The final step was to import the finding aids into the AT. To distinguish these resources in the AT we checked them as Internal Only in the Basic Description tab and modified appropriate note fields as needed.

All in all the process proved very easy and was much faster than trying to enter this data manually. The only real drawback was having to save 250 separate finding aids.

Friday, May 1, 2009

AT Issues: Large Finding Aids

Manuscripts and Archives encountered several performance issues when loading our finding aids into the AT. First, given the large number of finding aids in question (2500+), we encountered load time issues. Our first attempt to batch import our finding aids lasted the better part of a weekend, ultimately crashing with the dreaded java heap space error. Adding insult to injury, no log was generated to indicate the cause of the crash or the status of import (e.g. which files were successfully imported). Our initial diagnosis pointed to our setup. We had the database installed our one of our local, aging servers and ran the import via a client on a remote workstation. To address the issue of load time we changed our setup and moved the database to our fastest machine, a Mac with 8GB of memory and multiple processors, installed the AT client on it, and saved copies of our finding aids to it for easy import.

Our second attempt, which involved approximately 1800 finding aids, was much much faster but still crashed. The likely culprits this time were large finding aids and memory leak. We found that large finding aids (3MB+) crashed the import process when included as part of a batch import. In addition, we found a so called memory leak (i.e. successive loss of processing memory with each imported finding aid), which greatly slowed the process over time and contributed to the crash. As a result, we separated out large finding aids and imported them individually, as well as creating smaller batches of finding aids (both with respect to total number and total size) to import in stages.

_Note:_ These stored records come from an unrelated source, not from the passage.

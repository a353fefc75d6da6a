pub mod client;
pub mod prompts;
pub mod verdict;

pub use client::{is_local_model, OpenAiVision, VisionModel, VisionSettings};
pub use prompts::productivity_prompt;
pub use verdict::{parse_verdict, Verdict};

Just to give you some idea of the time required to import larger finding aids, we found that using a remote client to import up to a 2 MB file averaged 20-30 minutes; 2-3 MB took 30-60 minutes; 5-6 MB took 90-120 minutes.

These strategies proved effective, allowing us to import all but the largest of our finding aids (8-12 MB each), which we are currently working on. Because these present problems for our finding aid delivery system as well, one option is to split them up into multiple files, each around 2 MB. The only problem with this option is dealing with/maintaining multiple files.

For other institutions with similar numbers and sizes of finding aids these strategies may be of help to you.